In many children, the flattening resolves on its own as the child becomes more mobile and lies less on the affected area. Other techniques are:
- With your child lying on his back, turn his head slightly to the side that is not flat. This is the “non-preferred side.” Switching sides takes pressure off the flat spot. DO NOT use any support material to hold the head in place; It can block the face and prevent the child from breathing.
- Place a toy or velcro wrist rattle in your child’s left or right hand and encourage him to look at his non-preferred side, taking pressure off the flat side. You can also keep toys on the non-preferred side to encourage looking in that direction.
- While awake, limit the time your baby spends in a swing or baby carrier.
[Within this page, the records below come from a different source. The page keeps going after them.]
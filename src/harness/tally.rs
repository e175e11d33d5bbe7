//! Live Tally Module
//!
//! Running counters for the run in progress: hits, misses, invalidations and
//! the last product snapshot seen.

use chrono::{DateTime, Utc};
use serde::Serialize;

use super::metrics::hit_rate_percent;
use crate::catalog::ProductRecord;

// == Live Tally ==
#[derive(Debug, Clone, Default, PartialEq, Serialize)]
pub struct LiveTally {
    /// Reads judged as cache hits
    pub hits: u64,
    /// Reads judged as cache misses
    pub misses: u64,
    /// Invalidation events emitted after writes
    pub invalidations: u64,
    /// Last product payload observed
    pub current_product: Option<ProductRecord>,
    pub last_update: Option<DateTime<Utc>>,
}

impl LiveTally {
    // == Constructor ==
    pub fn new() -> Self {
        Self::default()
    }

    // == Hit Rate ==
    /// Rounded hit percentage, or 0 if no reads have been judged.
    pub fn hit_rate_percent(&self) -> u64 {
        hit_rate_percent(self.hits, self.misses)
    }

    // == Record Hit ==
    pub fn record_hit(&mut self, product: Option<&ProductRecord>) {
        self.hits += 1;
        self.observe(product);
    }

    // == Record Miss ==
    pub fn record_miss(&mut self, product: Option<&ProductRecord>) {
        self.misses += 1;
        self.observe(product);
    }

    // == Record Invalidation ==
    pub fn record_invalidation(&mut self) {
        self.invalidations += 1;
        self.last_update = Some(Utc::now());
    }

    fn observe(&mut self, product: Option<&ProductRecord>) {
        if let Some(product) = product {
            self.current_product = Some(product.clone());
        }
        self.last_update = Some(Utc::now());
    }
}
//! Metrics Aggregator
//!
//! Summary statistics derived from a completed run's tagged probes.

use serde::Serialize;

use super::event_log::EventKind;
use super::probe::{ProbeKind, TaggedProbe};

// == Metrics ==
#[derive(Debug, Clone, Copy, Default, PartialEq, Eq, Serialize)]
pub struct Metrics {
    /// Mean latency of the read probes, rounded to the millisecond
    pub avg_latency_ms: u64,
    /// hits / (hits + misses) as a rounded percentage
    pub cache_hit_rate_percent: u64,
    pub stale_data_detected: bool,
}

// == Compute ==
/// Recomputes metrics from scratch. Pure: same input, same output.
///
/// Write probes are left out of the latency mean, and only `Hit`/`Miss`
/// tags count toward the hit rate.
pub fn compute(probes: &[TaggedProbe]) -> Metrics {
    let read_latencies: Vec<u64> = probes
        .iter()
        .filter(|p| p.result.kind == ProbeKind::Read)
        .map(|p| p.result.latency_ms)
        .collect();

    let avg_latency_ms = if read_latencies.is_empty() {
        0
    } else {
        let total: u64 = read_latencies.iter().sum();
        (total as f64 / read_latencies.len() as f64).round() as u64
    };

    let (hits, counted) = probes
        .iter()
        .filter(|p| p.tag.is_cache_outcome())
        .fold((0u64, 0u64), |(hits, counted), p| {
            (hits + u64::from(p.tag == EventKind::Hit), counted + 1)
        });
    let cache_hit_rate_percent = hit_rate_percent(hits, counted - hits);

    Metrics {
        avg_latency_ms,
        cache_hit_rate_percent,
        stale_data_detected: probes.iter().any(|p| p.tag == EventKind::Stale),
    }
}

/// Rounded percentage of hits; 0 when nothing was counted.
pub fn hit_rate_percent(hits: u64, misses: u64) -> u64 {
    let total = hits + misses;
    if total == 0 {
        0
    } else {
        (hits as f64 / total as f64 * 100.0).round() as u64
    }
}
//! Error types for the probe harness
//!
//! Provides unified error handling using thiserror.

use axum::{
    http::StatusCode,
    response::{IntoResponse, Response},
    Json,
};
use thiserror::Error;

use crate::models::ErrorResponse;

// == Harness Error Enum ==
/// Unified error type for the harness and its HTTP surface.
///
/// An indeterminate freshness classification is deliberately absent here: it
/// is a soft outcome carried on the event, not a failure.
#[derive(Error, Debug, Clone, PartialEq)]
pub enum HarnessError {
    /// Scenario id is not one of the registered scenarios
    #[error("Unknown scenario: {0}")]
    UnknownScenario(String),

    /// A run was requested without a usable target product
    #[error("No test product available")]
    NoTargetResource,

    /// Transport failure or non-2xx response from the catalog
    #[error("Network error: {0}")]
    Network(String),

    /// Invalid request data
    #[error("Invalid request: {0}")]
    InvalidRequest(String),

    /// Internal error
    #[error("Internal error: {0}")]
    Internal(String),
}

impl From<reqwest::Error> for HarnessError {
    fn from(err: reqwest::Error) -> Self {
        HarnessError::Network(err.to_string())
    }
}

// == IntoResponse Implementation ==
impl IntoResponse for HarnessError {
    fn into_response(self) -> Response {
        let status = match &self {
            HarnessError::UnknownScenario(_) => StatusCode::BAD_REQUEST,
            HarnessError::InvalidRequest(_) => StatusCode::BAD_REQUEST,
            HarnessError::NoTargetResource => StatusCode::UNPROCESSABLE_ENTITY,
            HarnessError::Network(_) => StatusCode::BAD_GATEWAY,
            HarnessError::Internal(_) => StatusCode::INTERNAL_SERVER_ERROR,
        };

        let body = Json(ErrorResponse::new(self.to_string()));

        (status, body).into_response()
    }
}

// == Result Type Alias ==
/// Convenience Result type for the harness.
pub type Result<T> = std::result::Result<T, HarnessError>;
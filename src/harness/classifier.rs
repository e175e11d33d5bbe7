//! State Classifier
//!
//! Infers a cache outcome for a probe from indirect signals.
//!
//! The latency rule is a heuristic, not ground truth: a probe counts as a hit
//! when it is strictly faster than 80% of the baseline latency, so network
//! jitter can flip the result either way. When the catalog reports its own
//! cache status on the response, that report is used instead.

use serde::Serialize;

use super::event_log::{ClassifiedEvent, EventKind};
use super::probe::ProbeResult;
use super::scenario::{FreshnessExpectation, Scenario};
use crate::catalog::CacheSignal;

/// Hit threshold as a ratio of the baseline latency (4/5 = 0.8).
const HIT_RATIO_NUM: u64 = 4;
const HIT_RATIO_DEN: u64 = 5;

// == Write Context ==
/// What the write probe established, used to judge the read that follows it.
#[derive(Debug, Clone, Copy, PartialEq)]
pub struct WriteContext {
    /// Version the catalog returned for the write
    pub expected_version: Option<i64>,
    /// Price that was written
    pub written_price: f64,
}

impl WriteContext {
    pub fn from_write(write: &ProbeResult, written_price: f64) -> Self {
        Self {
            expected_version: write.version(),
            written_price,
        }
    }
}

// == Freshness ==
#[derive(Debug, Clone, Copy, PartialEq, Eq, Serialize)]
#[serde(rename_all = "lowercase")]
pub enum Freshness {
    Fresh,
    Stale,
    /// Payload did not allow a verdict either way
    Indeterminate,
}

/// Where a hit/miss verdict came from.
#[derive(Debug, Clone, Copy, PartialEq, Eq, Serialize)]
#[serde(rename_all = "lowercase")]
pub enum Basis {
    /// Latency comparison against the baseline
    Latency,
    /// Cache status reported by the catalog
    Reported,
    /// First probe of a run, no comparison possible
    Baseline,
}

// == Classification ==
#[derive(Debug, Clone, PartialEq)]
pub struct Classification {
    pub kind: EventKind,
    pub basis: Basis,
    /// Only set for the read that follows a write
    pub freshness: Option<Freshness>,
    pub description: String,
}

impl Classification {
    pub fn to_event(&self) -> ClassifiedEvent {
        ClassifiedEvent::new(self.kind, self.description.clone())
    }
}

// == Hit / Miss ==
/// Hit/miss verdict for `current` relative to `baseline`.
pub fn cache_outcome(current: &ProbeResult, baseline: Option<&ProbeResult>) -> (EventKind, Basis) {
    let Some(baseline) = baseline else {
        return (EventKind::Miss, Basis::Baseline);
    };

    if let Some(signal) = current.cache_signal {
        let kind = match signal {
            CacheSignal::Hit => EventKind::Hit,
            CacheSignal::Miss => EventKind::Miss,
        };
        return (kind, Basis::Reported);
    }

    if is_latency_hit(current.latency_ms, baseline.latency_ms) {
        (EventKind::Hit, Basis::Latency)
    } else {
        (EventKind::Miss, Basis::Latency)
    }
}

/// `current < baseline * 0.8`, in integer arithmetic so the boundary is exact.
pub fn is_latency_hit(current_ms: u64, baseline_ms: u64) -> bool {
    current_ms.saturating_mul(HIT_RATIO_DEN) < baseline_ms.saturating_mul(HIT_RATIO_NUM)
}

// == Freshness ==
/// Freshness of a post-write read. Missing fields degrade to `Indeterminate`.
pub fn freshness(
    current: &ProbeResult,
    baseline: Option<&ProbeResult>,
    write: &WriteContext,
) -> Freshness {
    let version = current.version();

    let version_matches = matches!((version, write.expected_version), (Some(a), Some(b)) if a == b);
    let price_matches = current
        .price()
        .map(|p| same_price(p, write.written_price))
        .unwrap_or(false);
    if version_matches && price_matches {
        return Freshness::Fresh;
    }

    let unchanged = matches!(
        (version, baseline.and_then(ProbeResult::version)),
        (Some(a), Some(b)) if a == b
    );
    if unchanged {
        return Freshness::Stale;
    }

    Freshness::Indeterminate
}

/// Prices are compared to the cent.
pub fn same_price(a: f64, b: f64) -> bool {
    (a * 100.0).round() == (b * 100.0).round()
}

// == Classify ==
/// Turns a probe into a semantic event.
///
/// `write` is only given for the read that follows the write probe; every
/// other read gets a plain hit/miss verdict.
pub fn classify(
    current: &ProbeResult,
    baseline: Option<&ProbeResult>,
    write: Option<&WriteContext>,
    scenario: Scenario,
) -> Classification {
    let (outcome, basis) = cache_outcome(current, baseline);
    let verdict = if outcome == EventKind::Hit { "hit" } else { "miss" };

    let Some(write) = write else {
        return Classification {
            kind: outcome,
            basis,
            freshness: None,
            description: format!("{} - cache {}", current.label, verdict),
        };
    };

    let freshness = freshness(current, baseline, write);
    let (kind, description) = match freshness {
        Freshness::Fresh => (
            EventKind::Fresh,
            format!(
                "Fresh data retrieved: ${:.2} (v{})",
                write.written_price,
                current.version().unwrap_or_default()
            ),
        ),
        Freshness::Stale => {
            let mut description = format!(
                "Stale data detected: still showing v{}",
                current.version().unwrap_or_default()
            );
            if scenario.expected_freshness() == FreshnessExpectation::Guarantee {
                description.push_str(&format!(" despite {} guarantee", scenario.name()));
            }
            (EventKind::Stale, description)
        }
        Freshness::Indeterminate => (
            outcome,
            format!("{} - cache {}, freshness unknown", current.label, verdict),
        ),
    };

    Classification {
        kind,
        basis,
        freshness: Some(freshness),
        description,
    }
}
If your child can sit, it will take pressure off the back of his head and build neck strength.
- For infants who cannot sit for long periods of time, increase supervised tummy time (prone position) while the child is awake.
- When holding your baby, make sure there is no pressure on the flattened side of his head.
In some cases, these methods do not help roll the head. In these cases, your doctor may recommend using a custom-made helmet or headband. These devices contribute to head reshaping by directing growth and are generally quite effective.
What is Craniosynostosis?
The skull consists of many different bones. The connections between bones are called sutures. Craniosynostosis occurs when one or more sutures close prematurely. Premature suture closure may cause unusual growth of the skull. Sometimes, premature closure of the sutures can be harmful to the brain that is trying to grow inside it.
If left untreated, craniosynostosis can lead to further cranial deformity and potentially an overall restriction of head growth and secondary increased intracranial pressure. It can also lead to psychosocial problems as the child interacts with peers during development.
What are the symptoms of craniosynostosis?
The most obvious symptom of craniosynostosis is typically an abnormally shaped head. The soft spot can be open or closed. Less common is the restriction of head growth by measurements that “fall off” from the pediatrician’s growth curves. This can cause pressure to build up inside the skull. Symptoms of high pressure may include:
- Headache
- Nausea
- Vomiting
- Lethargy (very sleepy, difficult to wake up)
- Difficulty lifting eyes up
- Keeping eyes down at all times (looks like the sun setting on the horizon)
- Swollen and/or tense fontanel (when the patient is upright and does not have a respiratory infection)
How Common Is Craniosynostosis?
The condition occurs in one in every 2,000 to 2,500 live births.
What causes craniosynostosis?
In most babies, the cause of craniosynostosis is unknown and the child has no other health problems. Sometimes the cause is familial or genetic. Here, there is a change in one or more genes that will cause the condition.
How Is Craniosynostosis Diagnosed?
Craniosynostosis can be easily diagnosed by pediatricians. In suspected cases, imaging methods such as x-ray or tomography will be used to examine the cranial sutures more closely and confirm the diagnosis.
How Is Craniosynostosis Treated?
Treatment for craniosynostosis usually involves surgery to unlock the bones and reshape the skull. Historically, craniosynostosis has been treated using surgical methods that involve an incision from ear to ear and the removal, reshaping, and reattachment of the affected bones. Sometimes this is still the best option. However, today, much less invasive methods are also used in endoscopic craniosynostosis procedures. If left untreated, the head shape will likely deteriorate, but more importantly there is a risk of general head growth restriction with the development of increased pressure on the brain.